## Project Description

MLB Advanced Media, as stated in a job description for which I was intrigued by, was looking to develop insights into predictability of a hit based on data acquired through their Statcast tool. Statcast is a high-speed, high-accuracy device that tracks ball and player movements. 

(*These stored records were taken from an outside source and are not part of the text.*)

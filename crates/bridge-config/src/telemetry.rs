pub mod exporters;

use std::collections::HashMap;

use serde::Deserialize;

use self::exporters::ExporterConfig;

/// Telemetry configuration
#[derive(Debug, Clone, Deserialize)]
#[serde(deny_unknown_fields)]
pub struct TelemetryConfig {
    /// Service name for telemetry metadata
    #[serde(default = "default_service_name")]
    pub service_name: String,
    /// Additional resource attributes
    #[serde(default)]
    pub resource_attributes: HashMap<String, String>,
    /// Console log format
    #[serde(default)]
    pub log_format: LogFormat,
    /// OTLP exporter shared by traces and metrics
    #[serde(default)]
    pub exporter: Option<ExporterConfig>,
    /// Trace sampling ratio between 0.0 and 1.0
    #[serde(default = "default_sampling_rate")]
    pub sampling_rate: f64,
}

impl Default for TelemetryConfig {
    fn default() -> Self {
        Self {
            service_name: default_service_name(),
            resource_attributes: HashMap::new(),
            log_format: LogFormat::default(),
            exporter: None,
            sampling_rate: default_sampling_rate(),
        }
    }
}

/// Console log output format
#[derive(Debug, Clone, Copy, Default, PartialEq, Eq, Deserialize)]
#[serde(rename_all = "snake_case")]
pub enum LogFormat {
    #[default]
    Text,
    Json,
}

fn default_service_name() -> String {
    "claude-bridge".to_string()
}

#[allow(clippy::missing_const_for_fn)]
fn default_sampling_rate() -> f64 {
    1.0
}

The findings of this task would be for use by analysts and commentators during game broadcasts. The problem statement for the specific prediction I undertook is:

Based on the ballistics of the pitch and the ball hit into play, what is the likelihood it results in a hit.

## Notebook Description

1\. **Scrape** baseballsavant.mlb.com for pitch-level statcast data from the 2017 season and **store pitch data in postgres**


- Player-level data available at url source of data as .csv. Imported those two files to map in `player_id`.
- Defined series of functions that are subsequently imbedded in each other. In running them on the `player_id`, the fucntions scrape the data from the url and store them in a Postgres database.
- Scraping is performed with `XPath` querying, parsing the html from the website to pull pertinent data. `sqlalchemy` used in tandem with PostgreSQL to store data.
- `721,436` total pitches scraped from baseballsavant.mlb.com. These are all the pitches thrown during the 2017 MLB regular season.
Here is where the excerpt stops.